> [Exercise prompt]:
For the word "FrameError", count the lines of the records that hold it, and give only that number.

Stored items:
■ ■ ■ ■ ■

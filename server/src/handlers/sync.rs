//! Sync handler - applies client batches with exactly-once semantics.

use crate::db;
use crate::error::Result;
use mend_engine::{
    transition, EntityView, Operation, Outcome, SyncRequest, SyncResponse, Transition,
};
use sqlx::PgPool;

/// A single operation's failure, isolated from the rest of the batch.
#[derive(Debug, thiserror::Error)]
enum OpError {
    /// Malformed operation; the client must correct it before resubmitting
    #[error(transparent)]
    Invalid(#[from] mend_engine::Error),

    /// Transient database fault; the client retries the operation verbatim
    #[error(transparent)]
    Store(#[from] sqlx::Error),
}

/// Process one sync batch.
///
/// Operations run in arrival order, each in its own short transaction, so
/// one failure never poisons the rest. Failed operations are left out of
/// `acknowledgedOps`, which is the signal clients act on. The snapshot is
/// read after the whole batch and reflects every accepted mutation.
pub async fn handle_sync(pool: &PgPool, request: SyncRequest) -> Result<SyncResponse> {
    let mut acknowledged_ops = Vec::with_capacity(request.operations.len());
    let mut conflicts = Vec::new();

    for op in &request.operations {
        match apply_operation(pool, op).await {
            Ok(Outcome::Applied) | Ok(Outcome::Duplicate) => {
                acknowledged_ops.push(op.op_id.clone());
            }
            Ok(Outcome::Conflicted(conflict)) => {
                tracing::debug!(
                    op_id = %op.op_id,
                    entity_id = %op.entity_id,
                    reason = %conflict.reason,
                    "operation conflicted"
                );
                acknowledged_ops.push(op.op_id.clone());
                conflicts.push(conflict);
            }
            Err(OpError::Invalid(e)) => {
                tracing::warn!(
                    op_id = %op.op_id,
                    kind = %op.kind,
                    error = %e,
                    "skipping invalid operation"
                );
            }
            Err(OpError::Store(e)) => {
                tracing::error!(
                    op_id = %op.op_id,
                    error = %e,
                    "operation failed, leaving it unacknowledged"
                );
            }
        }
    }

    let server_state: Vec<EntityView> = db::list_active_entities(pool)
        .await?
        .iter()
        .map(EntityView::from)
        .collect();

    tracing::info!(
        client_id = %request.client_id,
        operations = request.operations.len(),
        acknowledged = acknowledged_ops.len(),
        conflicts = conflicts.len(),
        "sync batch processed"
    );

    Ok(SyncResponse {
        acknowledged_ops,
        server_state,
        conflicts,
    })
}

/// Apply a single operation inside its own transaction.
///
/// Writers serialize on the target entity id before anything reads: a row
/// lock alone cannot cover an id that has no row yet, which would let two
/// first creates of one entity both write version 1. Behind the id lock,
/// the ledger check, the entity write, and the ledger insert commit as one
/// unit: the operation lands fully or not at all. Losing the ledger race
/// to a concurrent submission of the same id rolls back our write and
/// reports a duplicate.
async fn apply_operation(pool: &PgPool, op: &Operation) -> std::result::Result<Outcome, OpError> {
    let mut tx = pool.begin().await?;

    db::lock_entity(&mut tx, &op.entity_id).await?;

    if db::op_exists(&mut tx, &op.op_id).await? {
        return Ok(Outcome::Duplicate);
    }

    let current = db::get_entity_for_update(&mut tx, &op.entity_id).await?;

    if let (Some(base), Some(entity)) = (op.base_version, current.as_ref()) {
        if base != entity.version {
            tracing::debug!(
                op_id = %op.op_id,
                base_version = base,
                server_version = entity.version,
                "stale base version, last writer wins"
            );
        }
    }

    let decision = transition(current.as_ref(), op)?;
    if let Transition::Write(entity) = &decision {
        db::upsert_entity(&mut tx, entity).await?;
    }

    match db::record_op(&mut tx, &op.op_id).await {
        Ok(()) => {}
        Err(e) if db::is_unique_violation(&e) => return Ok(Outcome::Duplicate),
        Err(e) => return Err(OpError::Store(e)),
    }

    tx.commit().await?;

    Ok(match decision {
        Transition::Conflict(conflict) => Outcome::Conflicted(conflict),
        _ => Outcome::Applied,
    })
}
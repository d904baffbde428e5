//! Database access for the entities table.

use mend_engine::Entity;
use sqlx::{PgConnection, PgPool, Row};

/// A stored entity row from the database.
#[derive(Debug)]
pub struct EntityRow {
    pub id: String,
    pub title: String,
    pub description: String,
    pub updated_at: String,
    pub version: i64,
    pub deleted: bool,
}

impl<'r> sqlx::FromRow<'r, sqlx::postgres::PgRow> for EntityRow {
    fn from_row(row: &'r sqlx::postgres::PgRow) -> Result<Self, sqlx::Error> {
        Ok(EntityRow {
            id: row.try_get("id")?,
            title: row.try_get("title")?,
            description: row.try_get("description")?,
            updated_at: row.try_get("updated_at")?,
            version: row.try_get("version")?,
            deleted: row.try_get("deleted")?,
        })
    }
}

impl EntityRow {
    /// Convert a database row to an engine entity.
    pub fn into_entity(self) -> Entity {
        Entity {
            id: self.id,
            title: self.title,
            description: self.description,
            updated_at: self.updated_at,
            version: self.version as u64,
            deleted: self.deleted,
        }
    }
}

/// Take a transaction-scoped lock on an entity id, row or no row.
///
/// `FOR UPDATE` only locks rows that exist, so two concurrent first
/// creates of one id would both read absent and both write version 1.
/// An advisory lock on the id itself covers that gap; it releases when
/// the transaction commits or rolls back.
pub async fn lock_entity(conn: &mut PgConnection, id: &str) -> Result<(), sqlx::Error> {
    sqlx::query("SELECT pg_advisory_xact_lock(hashtext($1))")
        .bind(id)
        .execute(&mut *conn)
        .await?;

    Ok(())
}

/// Fetch an entity by id, tombstoned or not, holding a row lock for the
/// rest of the transaction. Callers serialize on [`lock_entity`] first;
/// the row lock only covers entities that already exist.
pub async fn get_entity_for_update(
    conn: &mut PgConnection,
    id: &str,
) -> Result<Option<Entity>, sqlx::Error> {
    let row = sqlx::query_as::<_, EntityRow>(
        r#"
        SELECT id, title, description, updated_at, version, deleted
        FROM entities
        WHERE id = $1
        FOR UPDATE
        "#,
    )
    .bind(id)
    .fetch_optional(&mut *conn)
    .await?;

    Ok(row.map(EntityRow::into_entity))
}

/// Upsert an entity (insert or full replace).
pub async fn upsert_entity(conn: &mut PgConnection, entity: &Entity) -> Result<(), sqlx::Error> {
    sqlx::query(
        r#"
        INSERT INTO entities (id, title, description, updated_at, version, deleted)
        VALUES ($1, $2, $3, $4, $5, $6)
        ON CONFLICT (id) DO UPDATE SET
            title = EXCLUDED.title,
            description = EXCLUDED.description,
            updated_at = EXCLUDED.updated_at,
            version = EXCLUDED.version,
            deleted = EXCLUDED.deleted
        "#,
    )
    .bind(&entity.id)
    .bind(&entity.title)
    .bind(&entity.description)
    .bind(&entity.updated_at)
    .bind(entity.version as i64)
    .bind(entity.deleted)
    .execute(&mut *conn)
    .await?;

    Ok(())
}

/// All live entities ordered by id, as one consistent read.
pub async fn list_active_entities(pool: &PgPool) -> Result<Vec<Entity>, sqlx::Error> {
    let rows = sqlx::query_as::<_, EntityRow>(
        r#"
        SELECT id, title, description, updated_at, version, deleted
        FROM entities
        WHERE deleted = FALSE
        ORDER BY id
        "#,
    )
    .fetch_all(pool)
    .await?;

    Ok(rows.into_iter().map(EntityRow::into_entity).collect())
}
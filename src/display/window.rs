//! SDL2 Window Display Module
//! Owns the window, maps keys to session commands and drives the render loop.
//! Vsync on the canvas paces the loop to the display refresh.

use std::time::Duration;

use color_eyre::{eyre::eyre, Result};
use sdl2::event::Event;
use sdl2::keyboard::Keycode;
use sdl2::pixels::{Color, PixelFormatEnum};
use sdl2::render::{Canvas, TextureCreator};
use sdl2::video::{Window, WindowContext};
use tracing::{debug, info, warn};

use crate::capture::{CaptureBackend, FrameBuffer};
use crate::display::surface;
use crate::filter::FilterMode;
use crate::session::{handle_command, Command, CommandOutcome, Session};

#[derive(Debug, Clone, Copy, PartialEq, Eq)]
pub enum KeyAction {
    Command(Command),
    Quit,
}

const BINDINGS: &[(Keycode, KeyAction)] = &[
    (Keycode::S, KeyAction::Command(Command::Start)),
    (Keycode::X, KeyAction::Command(Command::Stop)),
    (Keycode::N, KeyAction::Command(Command::SetFilter(FilterMode::Passthrough))),
    (Keycode::Num1, KeyAction::Command(Command::SetFilter(FilterMode::Passthrough))),
    (Keycode::G, KeyAction::Command(Command::SetFilter(FilterMode::Grayscale))),
    (Keycode::Num2, KeyAction::Command(Command::SetFilter(FilterMode::Grayscale))),
    (Keycode::P, KeyAction::Command(Command::SetFilter(FilterMode::Sepia))),
    (Keycode::Num3, KeyAction::Command(Command::SetFilter(FilterMode::Sepia))),
    (Keycode::B, KeyAction::Command(Command::SetFilter(FilterMode::Blur))),
    (Keycode::Num4, KeyAction::Command(Command::SetFilter(FilterMode::Blur))),
    (Keycode::E, KeyAction::Command(Command::SetFilter(FilterMode::EdgeDetect))),
    (Keycode::Num5, KeyAction::Command(Command::SetFilter(FilterMode::EdgeDetect))),
    (Keycode::Q, KeyAction::Quit),
    (Keycode::Escape, KeyAction::Quit),
];

pub fn key_action(key: Keycode) -> Option<KeyAction> {
    BINDINGS
        .iter()
        .find(|(bound, _)| *bound == key)
        .map(|(_, action)| *action)
}

/// Window title carrying status, selected mode and the keys that currently work
pub fn title_for(session: &Session) -> String {
    let enabled = session.enablement();
    let keys = if enabled.start {
        "S start"
    } else {
        "X stop | 1 normal 2 grayscale 3 sepia 4 blur 5 edge"
    };
    let status = session.status();
    let marker = if status.is_error { "!" } else { "" };
    format!(
        "mirrorcam [{}] {}{} ({}, Q quit)",
        enabled.active_filter.name(),
        marker,
        status.message,
        keys
    )
}

/// Window size to switch to after `command` ran: the negotiated stream size
/// once a start succeeds, otherwise unchanged
pub fn window_size_after(
    command: Command,
    outcome: &CommandOutcome,
    session: &Session,
) -> Option<(u32, u32)> {
    match (command, outcome) {
        (Command::Start, CommandOutcome::Applied) => {
            let surface = session.surface();
            Some((surface.width, surface.height))
        }
        _ => None,
    }
}

/// SDL2 Window Display
pub struct Sdl2Display {
    canvas: Canvas<Window>,
    texture_creator: TextureCreator<WindowContext>,
}

impl Sdl2Display {
    pub fn new(sdl_context: &sdl2::Sdl, width: u32, height: u32) -> Result<Self> {
        let video_subsystem = sdl_context.video().map_err(|e| eyre!(e))?;

        let window = video_subsystem
            .window("mirrorcam", width, height)
            .position_centered()
            .resizable()
            .build()?;

        let canvas = window.into_canvas().present_vsync().build()?;
        let texture_creator = canvas.texture_creator();

        Ok(Self {
            canvas,
            texture_creator,
        })
    }

    pub fn render_frame(&mut self, frame: &FrameBuffer) -> Result<()> {
        let (width, height) = frame.dimensions();
        let mut texture = self
            .texture_creator
            .create_texture_streaming(PixelFormatEnum::RGBA32, width, height)
            .map_err(|e| eyre!(e))?;

        texture
            .update(None, frame.as_bytes(), (width * 4) as usize)
            .map_err(|e| eyre!(e))?;

        self.canvas.set_draw_color(Color::BLACK);
        self.canvas.clear();
        self.canvas
            .copy(&texture, None, None)
            .map_err(|e| eyre!(e))?;

        self.canvas.present();
        Ok(())
    }

    fn render_idle(&mut self) {
        self.canvas.set_draw_color(Color::BLACK);
        self.canvas.clear();
        self.canvas.present();
    }

    fn resize(&mut self, width: u32, height: u32) -> Result<()> {
        let window = self.canvas.window_mut();
        if window.size() == (width, height) {
            return Ok(());
        }
        info!("Resizing window to {}x{}", width, height);
        window.set_size(width, height).map_err(|e| eyre!(e))
    }

    fn update_title(&mut self, session: &Session) -> Result<()> {
        self.canvas
            .window_mut()
            .set_title(&title_for(session))
            .map_err(|e| eyre!(e))
    }

    /// Event loop: commands from the keyboard, one tick per refresh
    pub fn run(
        &mut self,
        sdl_context: &sdl2::Sdl,
        session: &mut Session,
        backend: &dyn CaptureBackend,
    ) -> Result<()> {
        let mut event_pump = sdl_context.event_pump().map_err(|e| eyre!(e))?;
        self.update_title(session)?;

        'running: loop {
            for event in event_pump.poll_iter() {
                let key = match event {
                    Event::Quit { .. } => {
                        info!("Quit event received");
                        break 'running;
                    }
                    Event::KeyDown {
                        keycode: Some(key),
                        repeat: false,
                        ..
                    } => key,
                    _ => continue,
                };

                match key_action(key) {
                    Some(KeyAction::Quit) => {
                        info!("Quit key pressed");
                        break 'running;
                    }
                    Some(KeyAction::Command(command)) => {
                        if !session.enablement().allows(command) {
                            debug!("{:?} not enabled", command);
                            continue;
                        }
                        let outcome = handle_command(session, backend, command);
                        if let Some((width, height)) = window_size_after(command, &outcome, session) {
                            self.resize(width, height)?;
                        }
                        if let CommandOutcome::Failed(e) = outcome {
                            warn!("Command {:?} failed: {}", command, e);
                        }
                        self.update_title(session)?;
                    }
                    None => {}
                }
            }

            match session.tick() {
                Some(rendered) => {
                    let shown = surface::present(&rendered.pixels, &rendered.surface);
                    self.render_frame(&shown)?;
                }
                None if !session.is_active() => self.render_idle(),
                // Camera hasn't produced a frame yet; keep the last one on screen
                None => std::thread::sleep(Duration::from_millis(1)),
            }
        }

        handle_command(session, backend, Command::Stop);
        Ok(())
    }
}
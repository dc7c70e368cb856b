use thiserror::Error;
use zune_jpeg::JpegDecoder;

use super::frame::{FrameBuffer, FrameError, PixelFormat, RawFrame};

#[derive(Debug, Error)]
pub enum DecodeError {
    #[error("jpeg decode failed: {0}")]
    Jpeg(String),

    #[error("{format:?} payload of {actual} bytes too short for {width}x{height}")]
    Truncated {
        format: PixelFormat,
        width: u32,
        height: u32,
        actual: usize,
    },

    #[error("jpeg is {actual:?}, stream negotiated {expected:?}")]
    Dimensions {
        expected: (usize, usize),
        actual: (usize, usize),
    },

    #[error(transparent)]
    Frame(#[from] FrameError),
}

/// Decode a device frame into an RGBA buffer of its declared dimensions
pub fn decode_frame(raw: &RawFrame) -> Result<FrameBuffer, DecodeError> {
    let (width, height) = (raw.meta.width, raw.meta.height);
    let pixels = width as usize * height as usize;
    let data = &raw.data[..];

    let rgba = match raw.meta.format {
        PixelFormat::Mjpeg => {
            let mut decoder = JpegDecoder::new(data);
            let rgb = decoder
                .decode()
                .map_err(|e| DecodeError::Jpeg(format!("{e:?}")))?;
            let expected = (width as usize, height as usize);
            if let Some(actual) = decoder.dimensions() {
                if actual != expected {
                    return Err(DecodeError::Dimensions { expected, actual });
                }
            }
            if rgb.len() < pixels * 3 {
                return Err(truncated(raw, rgb.len()));
            }
            rgb_to_rgba(&rgb[..pixels * 3])
        }
        PixelFormat::Rgb24 => {
            if data.len() < pixels * 3 {
                return Err(truncated(raw, data.len()));
            }
            rgb_to_rgba(&data[..pixels * 3])
        }
        PixelFormat::Yuyv => {
            // An odd pixel count still arrives as whole Y0 U Y1 V macropixels
            let packed = pixels.div_ceil(2) * 4;
            if data.len() < packed {
                return Err(truncated(raw, data.len()));
            }
            let mut rgba = yuyv_to_rgba(&data[..packed]);
            rgba.truncate(pixels * 4);
            rgba
        }
    };

    Ok(FrameBuffer::new(width, height, rgba)?)
}

fn truncated(raw: &RawFrame, actual: usize) -> DecodeError {
    DecodeError::Truncated {
        format: raw.meta.format,
        width: raw.meta.width,
        height: raw.meta.height,
        actual,
    }
}

fn rgb_to_rgba(rgb: &[u8]) -> Vec<u8> {
    let mut rgba = Vec::with_capacity(rgb.len() / 3 * 4);
    for chunk in rgb.chunks_exact(3) {
        rgba.extend_from_slice(chunk);
        rgba.push(255);
    }
    rgba
}

/// YUYV 4:2:2 (Y0 U Y1 V per pixel pair), BT.601 studio range
fn yuyv_to_rgba(yuyv: &[u8]) -> Vec<u8> {
    let mut rgba = Vec::with_capacity(yuyv.len() * 2);
    for chunk in yuyv.chunks_exact(4) {
        let (y0, u, y1, v) = (chunk[0], chunk[1], chunk[2], chunk[3]);
        rgba.extend_from_slice(&yuv_to_rgba(y0, u, v));
        rgba.extend_from_slice(&yuv_to_rgba(y1, u, v));
    }
    rgba
}

fn yuv_to_rgba(y: u8, u: u8, v: u8) -> [u8; 4] {
    let c = y as i32 - 16;
    let d = u as i32 - 128;
    let e = v as i32 - 128;
    let r = (298 * c + 409 * e + 128) >> 8;
    let g = (298 * c - 100 * d - 208 * e + 128) >> 8;
    let b = (298 * c + 516 * d + 128) >> 8;
    [
        r.clamp(0, 255) as u8,
        g.clamp(0, 255) as u8,
        b.clamp(0, 255) as u8,
        255,
    ]
}
//! mirrorcam: live camera mirror with per-frame filters

use std::path::PathBuf;

use clap::Parser;
use color_eyre::{eyre::eyre, Result};
use tracing::info;

use mirrorcam::capture::{CaptureBackend, SyntheticBackend, V4l2Backend};
use mirrorcam::display::Sdl2Display;
use mirrorcam::session::Session;
use mirrorcam::Config;

#[derive(Parser)]
#[command(name = "mirrorcam")]
#[command(about = "Live camera mirror with grayscale, sepia, blur and edge filters")]
#[command(version)]
struct Cli {
    /// TOML configuration file
    #[arg(short, long)]
    config: Option<PathBuf>,

    /// Capture device path, overrides the configuration (e.g. /dev/video0)
    #[arg(short, long)]
    device: Option<String>,

    /// Use a generated test pattern instead of a camera
    #[arg(long)]
    synthetic: bool,
}

#[tokio::main]
async fn main() -> Result<()> {
    // Initialize error handling and logging
    color_eyre::install()?;
    tracing_subscriber::fmt()
        .with_env_filter(
            tracing_subscriber::EnvFilter::try_from_default_env()
                .unwrap_or_else(|_| tracing_subscriber::EnvFilter::new("mirrorcam=info")),
        )
        .with_timer(tracing_subscriber::fmt::time::uptime())
        .init();

    let cli = Cli::parse();

    info!("mirrorcam launching...");

    let config = Config::load(cli.config.as_deref())?;
    let device = cli.device.or_else(|| config.device_path());

    let backend: Box<dyn CaptureBackend> = if cli.synthetic {
        info!("Using synthetic test pattern");
        Box::new(SyntheticBackend::pattern(
            config.capture.ideal_width,
            config.capture.ideal_height,
        ))
    } else {
        info!(
            "Using capture device: {}",
            device.as_deref().unwrap_or("auto-detect")
        );
        Box::new(V4l2Backend::new(
            device,
            config.capture.buffer_count,
            config.pipeline.frame_queue_size,
            tokio::runtime::Handle::current(),
        ))
    };

    let mut session = Session::new(config.capture_request(), config.surface_options());

    let sdl_context = sdl2::init().map_err(|e| eyre!(e))?;
    let mut app = Sdl2Display::new(&sdl_context, config.display.width, config.display.height)?;
    app.run(&sdl_context, &mut session, backend.as_ref())?;

    info!("mirrorcam shutting down");
    Ok(())
}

■ ■ ■ ■ ■

> [Answer to the problem]:
2